I can confirm that Eversolo supports native apple music in hi res. I use an eversolo A6 and use apple music. However, the app control for the native apple music app (it’s seperate from the official apple music app) is clunky and you don’t have full control through the eversolo phone app to search for music. You can pause, play, next, back, and choose from upcoming songs on queue. You can’t search for songs through the phone app, you’d have to interface with the streamer screen directly.
What I’ve found myself doing is building playlists to work around these constraints.
It’s a bit annoying, but I’m saving money cause I get apple music for free.
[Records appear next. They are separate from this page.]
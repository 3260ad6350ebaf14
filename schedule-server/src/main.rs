use std::net::SocketAddr;
use std::sync::Arc;

use tracing_subscriber::EnvFilter;

use schedule_server::directory::{DirectoryCache, DirectoryResolver};
use schedule_server::rasp::{RaspClient, RaspConfig};
use schedule_server::reachability::{ReachabilityConfig, ReachabilityMonitor};
use schedule_server::trips::{SearchSession, TripAggregator};
use schedule_server::web::{AppState, create_router};

#[tokio::main]
async fn main() {
    tracing_subscriber::fmt()
        .with_env_filter(
            EnvFilter::try_from_default_env().unwrap_or_else(|_| EnvFilter::new("info")),
        )
        .init();

    // Get credentials from environment
    let api_key = std::env::var("RASP_API_KEY").unwrap_or_else(|_| {
        eprintln!("Warning: RASP_API_KEY not set. API calls will fail.");
        String::new()
    });

    // Create the provider client
    let config = RaspConfig::new(&api_key);
    let client = RaspClient::new(config).expect("Failed to create Rasp client");

    // Directory cache and resolver
    let cache = Arc::new(DirectoryCache::new(client.clone()));
    let directory = DirectoryResolver::new(cache);

    // Trip search session
    let session = SearchSession::new(TripAggregator::new(client));

    // Network status monitor
    let reachability = ReachabilityMonitor::spawn(ReachabilityConfig::default())
        .expect("Failed to create reachability monitor");

    // Build app state
    let state = AppState::new(directory, session, reachability);

    // Create router
    let app = create_router(state);

    // Bind and serve
    let addr = SocketAddr::from(([127, 0, 0, 1], 3000));
    println!("Schedule server listening on http://{addr}");
    println!();
    println!("API Endpoints:");
    println!("  GET    /health         - Health check");
    println!("  GET    /cities         - List cities with searchable stations");
    println!("  GET    /stations       - List stations of a city (?city=...)");
    println!("  GET    /search         - Search trips (?from=...&to=...)");
    println!("  GET    /search/latest  - Most recently published search result");
    println!("  DELETE /search/latest  - Drop the published search result");
    println!("  GET    /status         - Network reachability");

    let listener = tokio::net::TcpListener::bind(addr).await.unwrap();
    axum::serve(listener, app).await.unwrap();
}
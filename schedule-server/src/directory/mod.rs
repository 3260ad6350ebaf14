//! Station directory: process-wide cache and city/station resolution.

mod cache;
mod resolver;

pub use cache::{DirectoryCache, DirectoryResult};
pub use resolver::{
    DirectoryResolver, StationPolicy, compare_station_titles, contains_cyrillic, display_name,
    normalize_title,
};
//! Search result filters.

use std::collections::BTreeSet;

/// A time-of-day window for the departure hour.
#[derive(Debug, Clone, Copy, PartialEq, Eq, PartialOrd, Ord, Hash)]
pub enum TimeWindow {
    /// 06:00–12:00
    Morning,
    /// 12:00–18:00
    Day,
    /// 18:00–00:00
    Evening,
    /// 00:00–06:00
    Night,
}

impl TimeWindow {
    /// Whether an hour of day (0–23) falls inside this window.
    ///
    /// All windows are half-open: `[start, end)`.
    pub fn contains_hour(self, hour: u32) -> bool {
        match self {
            TimeWindow::Morning => (6..12).contains(&hour),
            TimeWindow::Day => (12..18).contains(&hour),
            TimeWindow::Evening => (18..24).contains(&hour),
            TimeWindow::Night => hour < 6,
        }
    }

    /// Parse a window name as used in query parameters.
    pub fn parse(s: &str) -> Option<Self> {
        match s {
            "morning" => Some(TimeWindow::Morning),
            "day" => Some(TimeWindow::Day),
            "evening" => Some(TimeWindow::Evening),
            "night" => Some(TimeWindow::Night),
            _ => None,
        }
    }
}

/// Transfer preference. `None` at the criteria level means unset, which
/// leaves the request's transfer parameter off entirely.
#[derive(Debug, Clone, Copy, PartialEq, Eq)]
pub enum TransfersPreference {
    Yes,
    No,
}

/// User-selected result filters. Pure value, no identity.
#[derive(Debug, Clone, Default, PartialEq, Eq)]
pub struct FilterCriteria {
    /// Selected departure windows. Empty means "no restriction", not
    /// "exclude all".
    pub time_windows: BTreeSet<TimeWindow>,

    pub transfers: Option<TransfersPreference>,
}

impl FilterCriteria {
    /// Whether a trip departing at `hour` passes the window selection.
    pub fn admits_hour(&self, hour: u32) -> bool {
        self.time_windows.is_empty() || self.time_windows.iter().any(|w| w.contains_hour(hour))
    }

    /// The request-level `transfers` parameter value, when set.
    pub fn transfers_param(&self) -> Option<bool> {
        self.transfers
            .map(|t| matches!(t, TransfersPreference::Yes))
    }
}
Eventually I’ll switch to Qobuz and Maestro for the audio quality improvement.
If you are focused solely on streaming via Apple Music, I personally think a fairly straightforward approach at present is to use an iPad connected to a DAC via USB. In the current environment, this method largely addresses several issues that were often mentioned in the past:
Apple Music can now output bit-perfect Hi-Res Lossless audio.
Adding an Intona USB Isolator between the iPad and the DAC can, to some extent, reduce noise related to USB transmission.
For remote control, software such as Lysoniq can also be used.
Therefore, for a setup that relies only on Apple Music, this is actually a relatively simple and effective solution.
In case you do not know what is Lysoniq :
Lysoniq is a relatively new audiophile-focused music app designed specifically to work with Apple Music.
Here’s what it actually does (in plain terms):
What Lysoniq is
A music player + remote control system for Apple devices (iPhone, iPad, Mac, Apple TV)
Lets one device play music (e.g. connected to a DAC) while another device controls it remotely
Built mainly for people using Apple Music in a hi-fi setup
Why people use it
The key idea is solving a common audiophile problem with Apple Music:
Apple Music supports Hi-Res Lossless, but
Controlling a device that’s physically connected to your DAC (like an iPad) is inconvenient
AirPlay downsamples audio, so it’s not ideal for hi-res playback
Lysoniq gets around this by:
Streaming directly from Apple Music on the playback device (no AirPlay compression)
Allowing full remote control from another device (like using your iPhone as a controller)
Key features (relevant to your use case)
Bit-perfect / high-resolution playback (up to 24-bit/192kHz on iOS)
Cross-device control (iPhone ↔ iPad, etc.)
Queue management, library browsing, playlists
Designed specifically with USB DAC setups in mind
In simple hi-fi terms
Think of it like this:
Your iPad = streamer transport (connected to DAC via USB)
Your iPhone = remote control
Lysoniq = the “bridge” that makes this work smoothly
Bottom line
Lysoniq is not a streaming service or DAC software—it’s a control and playback layer for Apple Music, aimed at turning Apple devices into a more traditional hi-fi streamer system.